I hate that I can’t deal with confrontation. But I’d never want to NOT be an emotional powderkeg. That’s Miss Banshee. That’s Danielle. That’s me.


Comments

30 Days of Truth: Day One — 9 Comments

  1. You just described my childhood and adolescent years to a T. (Or is it tee? I’ve never used that in writing before.) I would never stick up for myself. Until I forced myself, I guess. And then I would fistfight because of… nothing. Stupid things. I experienced both sides of the continuum – depression and no backbone to fury and fighting. It’s made me into a stronger person, all the fighting, but it’s not something of which I’m proud. I’ll still choke a bitch, but I’m much more law-abiding now.

    I so, so, so wish I could cry. It comes out during the Sarah McLaughlin/ASPCA commercials or when they reveal the winner on American Idol. Everything else is just numbness.

  2. I hate confrontation, too. And then went and married a guy who doesn’t actually *live for* confrontation, but comes pretty damn close to it. He just believes in confronting issues as they crop up, rather than sweeping them under a rug where they might be stewed upon for ages before turning into grievances that may or may not have anything to do with what actually once happened. Ahem. I can speak from personal experience when I say that second option doesn’t always work out so good.

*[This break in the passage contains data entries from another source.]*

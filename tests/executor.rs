mod common;

use common::nodes::{
    BrokenPortsNode, FailingNode, RelayNode, SourceNode, SumNode, TypedSinkNode, TypedSourceNode,
};
use common::{initial_for, quiet_executor, value_connection};
use dataloom::connection::Connection;
use dataloom::executor::{ExecutorError, InitialInputs};
use dataloom::types::DataType;
use serde_json::{Value, json};

#[tokio::test]
async fn duplicate_node_registration_is_rejected() {
    let mut executor = quiet_executor();
    executor.add_node(SourceNode::new("src", json!(1))).unwrap();
    let err = executor
        .add_node(SourceNode::new("src", json!(2)))
        .unwrap_err();
    assert!(matches!(err, ExecutorError::DuplicateNode { node_id } if node_id == "src"));
    assert_eq!(executor.nodes().len(), 1);
}

#[tokio::test]
async fn malformed_ports_fail_registration() {
    let mut executor = quiet_executor();
    let err = executor.add_node(BrokenPortsNode::new("broken")).unwrap_err();
    assert!(matches!(err, ExecutorError::MalformedNode { node_id } if node_id == "broken"));
    assert!(executor.nodes().is_empty());
}

#[tokio::test]
async fn removing_unknown_node_fails() {
    let mut executor = quiet_executor();
    assert!(matches!(
        executor.remove_node("ghost"),
        Err(ExecutorError::UnknownNode { .. })
    ));
}

#[tokio::test]
async fn removing_a_node_cascades_its_connections() {
    let mut executor = quiet_executor();
    executor.add_node(SourceNode::new("src", json!(1))).unwrap();
    executor.add_node(RelayNode::new("left")).unwrap();
    executor.add_node(RelayNode::new("right")).unwrap();
    executor
        .add_connection(value_connection("c1", "src", "left"))
        .unwrap();
    executor
        .add_connection(value_connection("c2", "src", "right"))
        .unwrap();
    executor
        .add_connection(value_connection("c3", "left", "right"))
        .unwrap();

    executor.remove_node("src").unwrap();

    assert_eq!(executor.connections().len(), 1);
    assert!(executor.connections().contains_key("c3"));
    assert!(!executor.nodes().contains_key("src"));
}

#[tokio::test]
async fn connection_endpoints_must_resolve() {
    let mut executor = quiet_executor();
    executor.add_node(SourceNode::new("src", json!(1))).unwrap();
    executor.add_node(RelayNode::new("dst")).unwrap();

    let unknown_node = executor
        .add_connection(value_connection("c1", "ghost", "dst"))
        .unwrap_err();
    assert!(matches!(unknown_node, ExecutorError::UnknownNode { node_id } if node_id == "ghost"));

    let unknown_port = executor
        .add_connection(Connection::new("c2", "src", "nope", "dst", "value"))
        .unwrap_err();
    assert!(matches!(
        unknown_port,
        ExecutorError::UnknownPort { node_id, port_id } if node_id == "src" && port_id == "nope"
    ));

    // Destination port must be an input, not an output.
    let wrong_side = executor
        .add_connection(Connection::new("c3", "src", "value", "src", "value"))
        .unwrap_err();
    assert!(matches!(wrong_side, ExecutorError::UnknownPort { .. }));

    assert!(executor.connections().is_empty());
}

#[tokio::test]
async fn duplicate_connection_id_is_rejected() {
    let mut executor = quiet_executor();
    executor.add_node(SourceNode::new("src", json!(1))).unwrap();
    executor.add_node(RelayNode::new("dst")).unwrap();
    executor
        .add_connection(value_connection("c1", "src", "dst"))
        .unwrap();
    let err = executor
        .add_connection(value_connection("c1", "src", "dst"))
        .unwrap_err();
    assert!(matches!(err, ExecutorError::DuplicateConnection { .. }));
    assert_eq!(executor.connections().len(), 1);
}

#[tokio::test]
async fn string_to_number_connection_never_registers() {
    let mut executor = quiet_executor();
    executor
        .add_node(TypedSourceNode::new("text", DataType::string(), json!("hi")))
        .unwrap();
    executor
        .add_node(TypedSinkNode::new("math", DataType::number()))
        .unwrap();

    let err = executor
        .add_connection(Connection::new("bad", "text", "out", "math", "in"))
        .unwrap_err();
    assert!(matches!(
        err,
        ExecutorError::TypeMismatch { ref from_type, ref to_type, .. }
            if from_type == "string" && to_type == "number"
    ));
    assert!(executor.connections().is_empty());
}

#[tokio::test]
async fn any_bridges_mismatched_types() {
    let mut executor = quiet_executor();
    executor
        .add_node(TypedSourceNode::new("text", DataType::string(), json!("hi")))
        .unwrap();
    executor
        .add_node(TypedSinkNode::new("open", DataType::any()))
        .unwrap();
    executor
        .add_connection(Connection::new("ok", "text", "out", "open", "in"))
        .unwrap();
    assert_eq!(executor.connections().len(), 1);
}

#[tokio::test]
async fn sequential_run_forwards_values_and_merges_initial_inputs() {
    let mut executor = quiet_executor();
    executor.add_node(SourceNode::new("seven", json!(7.0))).unwrap();
    executor.add_node(SumNode::new("sum")).unwrap();
    executor
        .add_connection(Connection::new("c1", "seven", "value", "sum", "a"))
        .unwrap();

    // `b` arrives from the caller, `a` along the connection.
    let initial = initial_for("sum", [("b", json!(5.0))]);
    let results = executor.execute(initial).await.unwrap();

    assert_eq!(results.len(), 2);
    assert!(results["seven"].success);
    assert_eq!(results["sum"].outputs["sum"], json!(12.0));
    assert_eq!(executor.results()["sum"].outputs["sum"], json!(12.0));
}

#[tokio::test]
async fn forwarded_value_overrides_initial_input_on_same_port() {
    let mut executor = quiet_executor();
    executor.add_node(SourceNode::new("src", json!(3.0))).unwrap();
    executor.add_node(SumNode::new("sum")).unwrap();
    executor
        .add_connection(Connection::new("c1", "src", "value", "sum", "a"))
        .unwrap();

    let mut initial = initial_for("sum", [("b", json!(1.0))]);
    initial
        .get_mut("sum")
        .unwrap()
        .insert("a".to_string(), json!(100.0));
    let results = executor.execute(initial).await.unwrap();

    // The connection wins over the caller-supplied seed for the port.
    assert_eq!(results["sum"].outputs["sum"], json!(4.0));
}

#[tokio::test]
async fn failed_source_contributes_no_value_downstream() {
    let mut executor = quiet_executor();
    executor.add_node(FailingNode::new("flaky-src")).unwrap();
    executor.add_node(RelayNode::new("relay")).unwrap();
    executor
        .add_connection(value_connection("c1", "flaky-src", "relay"))
        .unwrap();

    let results = executor.execute(InitialInputs::default()).await.unwrap();

    assert!(!results["flaky-src"].success);
    assert!(results["relay"].success);
    assert_eq!(results["relay"].outputs["value"], Value::Null);
}

#[tokio::test]
async fn missing_required_input_fails_the_node_not_the_run() {
    let mut executor = quiet_executor();
    executor.add_node(SumNode::new("sum")).unwrap();

    let results = executor.execute(InitialInputs::default()).await.unwrap();

    let result = &results["sum"];
    assert!(!result.success);
    let error = result.error.as_ref().unwrap();
    assert_eq!(error.port_id.as_deref(), Some("a"));
}

#[tokio::test]
async fn failure_reports_are_drained_by_the_caller() {
    let mut executor = quiet_executor();
    executor.add_node(FailingNode::new("bad")).unwrap();

    executor.execute(InitialInputs::default()).await.unwrap();

    let reports = executor.take_failure_reports();
    assert_eq!(reports.len(), 1);
    assert_eq!(reports[0].node_id, "bad");
    assert!(executor.take_failure_reports().is_empty());
}

#[tokio::test]
async fn input_validator_rejections_are_port_scoped() {
    let mut executor = quiet_executor();
    executor.add_node(SumNode::new("sum")).unwrap();

    let initial = initial_for("sum", [("a", json!("NaN")), ("b", json!(1.0))]);
    let results = executor.execute(initial).await.unwrap();

    let error = results["sum"].error.as_ref().unwrap();
    assert_eq!(error.port_id.as_deref(), Some("a"));
    assert!(error.message.contains("number"));
}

    One of the side effects of living with confrontation and talking over all those feelings, for me, has been to become more weepy. I was always emotional, but I honestly cry at the drop of a hat now. I like to think it is endearing, but sometimes I wish I could turn it down just a little bit.
    Amy @ Bitchin’ Wives Club last post: My Dream Vacation… With Kids

  3. I tend to mutter things under my breathe and make a lot of WTF? faces, but actually yelling back? No. Law school should have prepared me for that at least.

  4. I get it. I don’t hate confrontation as much as I hate people being upset. That kills me.

    And I understand about the crying. It’s a defense mechanism of mine, too, believe it or not. 🙂
    sweetney last post: Boundaries

  5. I am EXACTLY the same way. I hate confrontation. I know part of it stems from years of abusive romantic relationships (that’s right, I didn’t learb my lesson the first time…or the second time either for that matter) but I’ve been that way my whole life. No backbone. Even though I can snark with the best of them, I can’t bring myself to stand up for myself. I always accept the blame in the argument even if, like you, I did nothing wrong. I think it may have something to do with the fact that I’m academic, arty and creative rather than athletic or Type A. Who knows though. OK, I’m done with my novel now but I don’t know how to end it so…um…yeah, I totally feel ya! 🙂
    mamaerin317 last post: Ten on Tuesday

  6. Nice to see you survived the Big Move of your blog. Congrats! You’re “New Miss Banshee” on my favorites now. A whole new you, just like that!

    I am another confrontation-hater. Takes me MONTHS to work up the courage to say anything even remotely stand-uppy for myself, such as asking for a raise. Major agita. However, whilst you are emotional, I am stoic, about everything flung at me, literally or figuratively. I have a poker face Lady Gaga would envy.